Öte yandan farklı taksim biçimleri ve iki devlet üzerine de tartışmalar devam ediyor. Ortada mesela Kasım 1947’deki bölünme kararında önerilen çözüme veya 1949 yılında uzlaşmanın temeli olarak Yeşil Hat’ı ya da ateşkesi benimseyen ve en çok dillendirilen çözüme karşılık arazi takası anlaşmalarına dayanan veya sınırları İsrail’in özellikle Kudüs’te ve çevresinde ya da ana yerleşim bloklarındaki yerleşim planlarına göre belirleyen benzer çözümler var.
Bu noktada belirtilmesi gerekir ki 4 Haziran 1967 sınırlarına dayalı iki devletli çözüm, Filistinliler ve genel olarak Araplar arasında en çok konuşulan çözümdür. Bununla birlikte Filistin Kurtuluş Örgütü (FKÖ) liderliği, daha önceki müzakere ve ikili görüşme turlarında sınır hattında basit değişiklikler olasılığını tartıştı ve üstü kapalı olarak kabul etti, böylece İsrail’in bu alandaki beklentilerine karşılık verdi. Genel olarak Filistinli mülteciler ve onların geri dönüşleri meselesi de yukarıda zikrettiğimiz önerilere ya da çözüm ve çözüm alternatifleri konusunda faaliyet yürütenlerin veya aktivistlerin çeşitli tasavvurlarına göre farklı biçimlerde ve düzenlemelerle ele alındı.
Pek çok kişiye göre 7 Ekim’de patlak veren savaş ‘siyasi çözümsüzlüğün’ bir tezahürüydü
Pek çok kişiye göre Gazze’deki savaş, Filistin meselesi için istenen ya da mümkün olan çözümün biçimine ve içeriğine dair tartışmayı yeniden alevlendirdi. Sık sık dile getirilen en önemli şeylerden biri de iki devletli çözüme geri dönülmesi gerekliliğidir. Buna göre 7 Ekim’de savaşın patlak vermesi, siyasi çözümsüzlüğe delalet ediyor. Savaşın ve sebep olduğu felaketlerin devam etmesi de İsrail’in yanında bir Filistin devletinin kurulmasına, işgalin sona erdirilmesine ve iki halk arasındaki başka meselelerin bu yönde çözülmesine dayalı müzakereci siyasi yola dönüşün gerekli olduğunu doğruluyor.
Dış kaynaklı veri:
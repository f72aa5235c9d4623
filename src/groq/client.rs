use crate::config::Config;
use crate::gateway::common::dispatch::ChatBackend;
use crate::groq::types::{ChatRequest, ChatResponse};
use crate::logging::{self, LogLevel};
use reqwest::header::{AUTHORIZATION, CONTENT_TYPE, HeaderMap, HeaderValue, USER_AGENT};
use std::time::{Duration, Instant};
use thiserror::Error;

const CLIENT_USER_AGENT: &str = concat!("quillrelay/", env!("CARGO_PKG_VERSION"));

#[derive(Debug, Error)]
pub enum ApiError {
    #[error("上游 API 错误 {status}: {message}")]
    Http {
        status: u16,
        code: Option<String>,
        message: String,
    },

    #[error("上游请求失败: {0}")]
    Transport(#[from] reqwest::Error),

    #[error("上游响应解析失败: {0}")]
    Json(#[from] sonic_rs::Error),
}

impl ApiError {
    pub fn status(&self) -> Option<u16> {
        match self {
            Self::Http { status, .. } => Some(*status),
            _ => None,
        }
    }

    /// 错误体中的 `error.code`（例如 `rate_limit_exceeded`）。
    pub fn code(&self) -> Option<&str> {
        match self {
            Self::Http { code, .. } => code.as_deref(),
            _ => None,
        }
    }
}

#[derive(Debug, Clone)]
pub struct GroqClient {
    http: reqwest::Client,
    api_url: String,
    log_level: LogLevel,
}

impl GroqClient {
    pub fn new(cfg: &Config) -> Result<Self, anyhow::Error> {
        let mut builder = reqwest::Client::builder()
            .pool_max_idle_per_host(10)
            .pool_idle_timeout(Duration::from_secs(90));

        if cfg.timeout_ms > 0 {
            builder = builder.timeout(Duration::from_millis(cfg.timeout_ms));
        }

        if !cfg.proxy.trim().is_empty() {
            builder = builder.proxy(reqwest::Proxy::all(cfg.proxy.trim())?);
        }

        Ok(Self {
            http: builder.build()?,
            api_url: cfg.api_url.clone(),
            log_level: cfg.log_level(),
        })
    }

    pub fn build_headers(&self, api_key: &str) -> HeaderMap {
        let mut h = HeaderMap::new();
        h.insert(USER_AGENT, HeaderValue::from_static(CLIENT_USER_AGENT));
        h.insert(
            AUTHORIZATION,
            HeaderValue::from_str(&format!("Bearer {api_key}"))
                .unwrap_or(HeaderValue::from_static("")),
        );
        h.insert(CONTENT_TYPE, HeaderValue::from_static("application/json"));
        h
    }

    /// 单次 chat completion 调用，不做任何重试；重试与 key 轮换由调度器负责。
    pub async fn create_chat_completion(
        &self,
        api_key: &str,
        req: &ChatRequest,
    ) -> Result<ChatResponse, ApiError> {
        let body = sonic_rs::to_vec(req)?;
        let headers = self.build_headers(api_key);
        logging::backend_request(self.log_level, "POST", &self.api_url, &headers, &body);

        let start = Instant::now();
        let resp = self
            .http
            .post(&self.api_url)
            .headers(headers)
            .body(body)
            .send()
            .await?;

        let status = resp.status();

        if !status.is_success() {
            // 状态行已到达：错误体读取失败（超时/断开）时仍按状态码归类，429 不能被当作传输错误。
            let bytes = match resp.bytes().await {
                Ok(bytes) => bytes,
                Err(e) => {
                    tracing::warn!(status = status.as_u16(), "读取上游错误体失败: {e}");
                    Default::default()
                }
            };
            logging::backend_response(self.log_level, status.as_u16(), start.elapsed(), &bytes);
            return Err(extract_error_details(status.as_u16(), &bytes));
        }

        let bytes = resp.bytes().await?;
        logging::backend_response(self.log_level, status.as_u16(), start.elapsed(), &bytes);
        Ok(sonic_rs::from_slice::<ChatResponse>(&bytes)?)
    }
}

impl ChatBackend for GroqClient {
    async fn chat_completion(
        &self,
        api_key: &str,
        req: &ChatRequest,
    ) -> Result<ChatResponse, ApiError> {
        self.create_chat_completion(api_key, req).await
    }
}

/// 把 OpenAI 风格的错误体 `{"error":{"message","type","code"}}` 归一化为 ApiError::Http。
/// 错误体无法解析时，以原始文本作为 message。
fn extract_error_details(status: u16, body: &[u8]) -> ApiError {
    #[derive(Debug, serde::Deserialize)]
    struct ErrResp {
        error: ErrInner,
    }

    #[derive(Debug, serde::Deserialize)]
    struct ErrInner {
        #[serde(default)]
        message: String,
        #[serde(default)]
        code: Option<sonic_rs::Value>,
    }

    let mut message = String::new();
    let mut code = None;

    if let Ok(err_resp) = sonic_rs::from_slice::<ErrResp>(body) {
        message = err_resp.error.message;
        code = err_resp.error.code.and_then(|c| {
            use sonic_rs::JsonValueTrait;
            if let Some(s) = c.as_str() {
                Some(s.trim().to_string())
            } else {
                c.as_i64().map(|i| i.to_string())
            }
        });
    }

    if message.trim().is_empty() {
        let text = String::from_utf8_lossy(body);
        let text = text.trim();
        message = if text.is_empty() {
            "Unknown error".to_string()
        } else {
            text.chars().take(512).collect()
        };
    }

    ApiError::Http {
        status,
        code: code.filter(|c| !c.is_empty()),
        message,
    }
}
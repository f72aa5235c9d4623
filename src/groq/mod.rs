//! OpenAI 兼容的 chat completions 上游（默认 Groq）。

pub mod client;
pub mod types;
pub mod common;
pub mod generate;
pub mod image;

use crate::config::Config;
use crate::groq::client::GroqClient;
use axum::Router;
use axum::routing::{get, post};
use common::dispatch::Dispatcher;
use std::sync::Arc;
use tower_http::cors::CorsLayer;

/// 路由共享状态：调度器内持有进程级 key 池。
#[derive(Debug)]
pub struct AppState {
    pub cfg: Config,
    pub dispatcher: Dispatcher<GroqClient>,
}

pub fn router(state: Arc<AppState>) -> Router {
    Router::new()
        .route("/health", get(handle_health))
        .route("/api/generate", post(generate::handle_generate))
        .route("/api/image", post(image::handle_image))
        // 前端与本服务不同源
        .layer(CorsLayer::permissive())
        .with_state(state)
}

async fn handle_health() -> &'static str {
    "ok"
}
use serde::{Deserialize, Serialize};

#[derive(Debug, Clone, PartialEq, Eq, Serialize, Deserialize)]
pub struct ChatMessage {
    pub role: String,
    pub content: String,
}

impl ChatMessage {
    pub fn system(content: impl Into<String>) -> Self {
        Self {
            role: "system".to_string(),
            content: content.into(),
        }
    }

    pub fn user(content: impl Into<String>) -> Self {
        Self {
            role: "user".to_string(),
            content: content.into(),
        }
    }
}

#[derive(Debug, Clone, PartialEq, Eq, Serialize)]
pub struct ResponseFormat {
    #[serde(rename = "type")]
    pub typ: String,
}

impl ResponseFormat {
    pub fn json_object() -> Self {
        Self {
            typ: "json_object".to_string(),
        }
    }
}

/// 一次完整的上游请求；重试时原样复用。
#[derive(Debug, Clone, PartialEq, Eq, Serialize)]
pub struct ChatRequest {
    pub model: String,
    pub messages: Vec<ChatMessage>,
    #[serde(skip_serializing_if = "Option::is_none")]
    pub response_format: Option<ResponseFormat>,
}

/// choices 字段必须存在；缺失视为畸形响应（终止错误）。
#[derive(Debug, Clone, Deserialize)]
pub struct ChatResponse {
    pub choices: Vec<Choice>,
}

#[derive(Debug, Clone, Deserialize)]
pub struct Choice {
    #[serde(default)]
    pub message: Option<ChoiceMessage>,
}

#[derive(Debug, Clone, Deserialize)]
pub struct ChoiceMessage {
    #[serde(default)]
    pub content: Option<String>,
}

impl ChatResponse {
    /// 首个 choice 的文本；没有内容时返回空串（合法的空结果，而非错误）。
    pub fn first_content(&self) -> String {
        self.choices
            .first()
            .and_then(|c| c.message.as_ref())
            .and_then(|m| m.content.clone())
            .unwrap_or_default()
    }
}
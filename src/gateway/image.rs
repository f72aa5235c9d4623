//! `POST /api/image`：只拼装第三方图片生成地址，不调用上游，也不参与 key 轮换。

use crate::error::AppError;
use crate::gateway::AppState;
use crate::gateway::generate::respond;
use crate::logging;
use crate::util::id;
use axum::body::Bytes;
use axum::extract::{OriginalUri, State};
use axum::http::{HeaderMap, Method, StatusCode};
use axum::response::Response;
use serde::{Deserialize, Serialize};
use std::sync::Arc;
use std::time::Instant;

const MSG_MISSING_PROMPT: &str = "Falta el campo 'prompt'.";

#[derive(Debug, Default, Deserialize)]
struct ImageRequest {
    #[serde(default)]
    prompt: Option<String>,
}

#[derive(Debug, Serialize)]
#[serde(rename_all = "camelCase")]
struct ImageResponse {
    image_url: String,
}

pub async fn handle_image(
    State(state): State<Arc<AppState>>,
    method: Method,
    uri: OriginalUri,
    headers: HeaderMap,
    body: Bytes,
) -> Response {
    let start = Instant::now();
    let log_level = state.cfg.log_level();
    logging::client_request(log_level, method.as_str(), uri.0.path(), &headers, &body);

    let prompt = serde_json::from_slice::<ImageRequest>(&body)
        .ok()
        .and_then(|r| r.prompt)
        .filter(|p| !p.trim().is_empty());

    let Some(prompt) = prompt else {
        let err = AppError::bad_request(MSG_MISSING_PROMPT);
        let body = serde_json::to_value(err.body()).unwrap_or_default();
        return respond(log_level, start, err.status(), body);
    };

    let out = ImageResponse {
        image_url: build_image_url(&state.cfg.image_endpoint, prompt.trim(), id::image_seed()),
    };
    let body = serde_json::to_value(out).unwrap_or_default();
    respond(log_level, start, StatusCode::OK, body)
}

fn build_image_url(endpoint: &str, prompt: &str, seed: u64) -> String {
    format!(
        "{endpoint}{}?seed={seed}&nologo=true",
        urlencoding::encode(prompt)
    )
}
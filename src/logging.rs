use axum::http::HeaderMap;
use sonic_rs::prelude::*;
use std::time::Duration;

/// 详细日志等级（DEBUG 环境变量）：
/// - off：不输出请求/响应详情
/// - low：输出客户端请求/响应（格式化/脱敏）
/// - medium：输出客户端 + 上游请求/响应（格式化/脱敏）
/// - high：输出客户端 + 上游请求/响应（原始报文，仅 Authorization 脱敏）
#[derive(Debug, Clone, Copy, PartialEq, Eq, PartialOrd, Ord)]
pub enum LogLevel {
    Off = 0,
    Low = 1,
    Medium = 2,
    High = 3,
}

impl LogLevel {
    pub fn parse(debug: &str) -> Self {
        match debug.trim().to_lowercase().as_str() {
            "low" | "client" => Self::Low,
            "medium" | "backend" => Self::Medium,
            "high" | "all" | "raw" => Self::High,
            _ => Self::Off,
        }
    }

    pub fn client_enabled(self) -> bool {
        self >= Self::Low
    }

    pub fn backend_enabled(self) -> bool {
        self >= Self::Medium
    }

    pub fn raw_enabled(self) -> bool {
        self >= Self::High
    }
}

pub fn format_duration_ms(d: Duration) -> i64 {
    d.as_millis().min(i64::MAX as u128) as i64
}

pub fn client_request(level: LogLevel, method: &str, path: &str, headers: &HeaderMap, body: &[u8]) {
    if !level.client_enabled() {
        return;
    }
    if level.raw_enabled() {
        tracing::info!(
            "\n================== 客户端请求（RAW） ==================\n[客户端请求] {method} {path}\n[客户端请求头]\n{}\n[客户端请求体]\n{}\n=========================================================",
            format_headers_raw(headers),
            String::from_utf8_lossy(body),
        );
    } else {
        tracing::info!(
            "\n===================== 客户端请求 ======================\n[客户端请求] {method} {path}\n[客户端请求头]\n{}\n{}\n=========================================================",
            format_headers(headers),
            format_body_bytes(body)
        );
    }
}

pub fn client_response(level: LogLevel, status: u16, duration: Duration, body: &[u8]) {
    if !level.client_enabled() {
        return;
    }
    let body = if level.raw_enabled() {
        String::from_utf8_lossy(body).into_owned()
    } else {
        format_body_bytes(body)
    };
    tracing::info!(
        "\n===================== 客户端响应 ======================\n[客户端响应] {} {}ms\n{}\n==========================================================",
        status,
        format_duration_ms(duration),
        body
    );
}

pub fn backend_request(level: LogLevel, method: &str, url: &str, headers: &HeaderMap, body: &[u8]) {
    if !level.backend_enabled() {
        return;
    }
    let (headers, body) = if level.raw_enabled() {
        (
            format_headers_raw(headers),
            String::from_utf8_lossy(body).into_owned(),
        )
    } else {
        (format_headers(headers), format_body_bytes(body))
    };
    tracing::info!(
        "\n====================== 上游请求 ========================\n[上游请求] {method} {url}\n[上游请求头]\n{}\n{}\n==========================================================",
        headers,
        body
    );
}

pub fn backend_response(level: LogLevel, status: u16, duration: Duration, body: &[u8]) {
    if !level.backend_enabled() {
        return;
    }
    let body = if level.raw_enabled() {
        String::from_utf8_lossy(body).into_owned()
    } else {
        format_body_bytes(body)
    };
    tracing::info!(
        "\n====================== 上游响应 ========================\n[上游响应] {} {}ms\n{}\n==========================================================",
        status,
        format_duration_ms(duration),
        body
    );
}

fn is_secret_header(name: &str) -> bool {
    let name = name.to_lowercase();
    name == "authorization" || name == "proxy-authorization" || name == "cookie"
}

fn format_headers(headers: &HeaderMap) -> String {
    let mut obj = sonic_rs::Object::new();

    for (name, value) in headers.iter() {
        let key = name.as_str();
        let v = if is_secret_header(key) {
            sonic_rs::Value::from("Bearer ***")
        } else {
            match value.to_str() {
                Ok(s) => sonic_rs::Value::from(s),
                Err(_) => sonic_rs::Value::from("<binary>"),
            }
        };

        // HeaderMap 可能存在同名多值，统一用数组输出。
        if let Some(existing) = obj.get(&key).and_then(|v| v.as_array()) {
            let mut arr = existing.to_vec();
            arr.push(v);
            obj.insert(key, arr);
        } else {
            obj.insert(key, vec![v]);
        }
    }

    sonic_rs::to_string_pretty(&obj.into_value()).unwrap_or_default()
}

fn format_headers_raw(headers: &HeaderMap) -> String {
    let mut out = String::new();
    for (name, value) in headers.iter() {
        let key = name.as_str();
        out.push_str(key);
        out.push_str(": ");
        if is_secret_header(key) {
            out.push_str("***");
        } else {
            out.push_str(value.to_str().unwrap_or("<non-utf8>"));
        }
        out.push('\n');
    }
    out
}

fn format_body_bytes(bytes: &[u8]) -> String {
    // 超大报文不做 JSON 解析，只输出首尾片段。
    const MAX_PARSE_BYTES: usize = 256 * 1024;
    const HEAD_TAIL: usize = 8 * 1024;

    if bytes.is_empty() {
        return String::new();
    }

    if bytes.len() > MAX_PARSE_BYTES {
        let head = &bytes[..HEAD_TAIL];
        let tail = &bytes[bytes.len() - HEAD_TAIL..];
        return format!(
            "(报文过大: {} 字节，仅显示首尾)\n--- head ---\n{}\n--- tail ---\n{}",
            bytes.len(),
            truncate_text_for_log(&String::from_utf8_lossy(head)),
            truncate_text_for_log(&String::from_utf8_lossy(tail))
        );
    }

    match sonic_rs::from_slice::<sonic_rs::Value>(bytes) {
        Ok(v) => {
            let v = truncate_json_strings(&v);
            sonic_rs::to_string_pretty(&v).unwrap_or_else(|_| v.to_string())
        }
        Err(_) => truncate_text_for_log(&String::from_utf8_lossy(bytes)),
    }
}

/// 章节正文可能很长：递归截断 JSON 中的长字符串，避免刷屏。
fn truncate_json_strings(v: &sonic_rs::Value) -> sonic_rs::Value {
    if let Some(obj) = v.as_object() {
        let mut out = sonic_rs::Object::new();
        for (key, child) in obj.iter() {
            out.insert(key, truncate_json_strings(child));
        }
        return out.into_value();
    }

    if let Some(arr) = v.as_array() {
        let out: Vec<sonic_rs::Value> = arr.iter().map(truncate_json_strings).collect();
        return sonic_rs::Value::from(out);
    }

    if let Some(s) = v.as_str() {
        return sonic_rs::Value::from(truncate_text_for_log(s).as_str());
    }

    v.to_owned()
}

fn truncate_text_for_log(s: &str) -> String {
    const MAX_CHARS: usize = 4 * 1024;
    if s.chars().count() <= MAX_CHARS {
        return s.to_string();
    }
    let mut out: String = s.chars().take(MAX_CHARS).collect();
    out.push_str("...[TRUNCATED]");
    out
}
Uluslararası, Arap ve Filistinliler ile İsrailliler olmak üzere yerel tarafların bu çözüm üzerinde hemfikir olması dikkate değer. ABD Başkanı Joe Biden da savaşın patlak vermesinden bu yana pek çok kez “Hamas’ın işini bitirdikten sonra” siyasi yola dönmenin gerekliliğine işaret ederek bu tutumu dile getirdi. Biden, The Washington Post’ta yayımladığı bir makalede (18 Kasım 2023), “Eşit düzeyde özgürlüğe, fırsatlara ve saygınlığa sahip olarak yan yana yaşayan iki halkın varlığıyla temsil edilen iki devletli çözüm, barışa giden yolun götürmesi gereken sonuçtur. Ancak bunu gerçekleştirmek için İsraillilerle Filistinlilerin yanı sıra, ABD’nin ve müttefiklerimizle ortaklarımızın da taahhütte bulunması gerekecek. Bu işe hemen başlanmalı” ifadelerine yer verdi. Biden bu tutumunu, Ramallah’taki yönetimin Gazze’de iktidarı devralmasının gerekli olduğuna, böylece Batı Şeria ile Gazze’nin yeniden ‘birleşmesi’ sürecinin tamamlanacağına ve bunun da Filistin devletinin önünü açacağına dair işaretlerle de teyit etti.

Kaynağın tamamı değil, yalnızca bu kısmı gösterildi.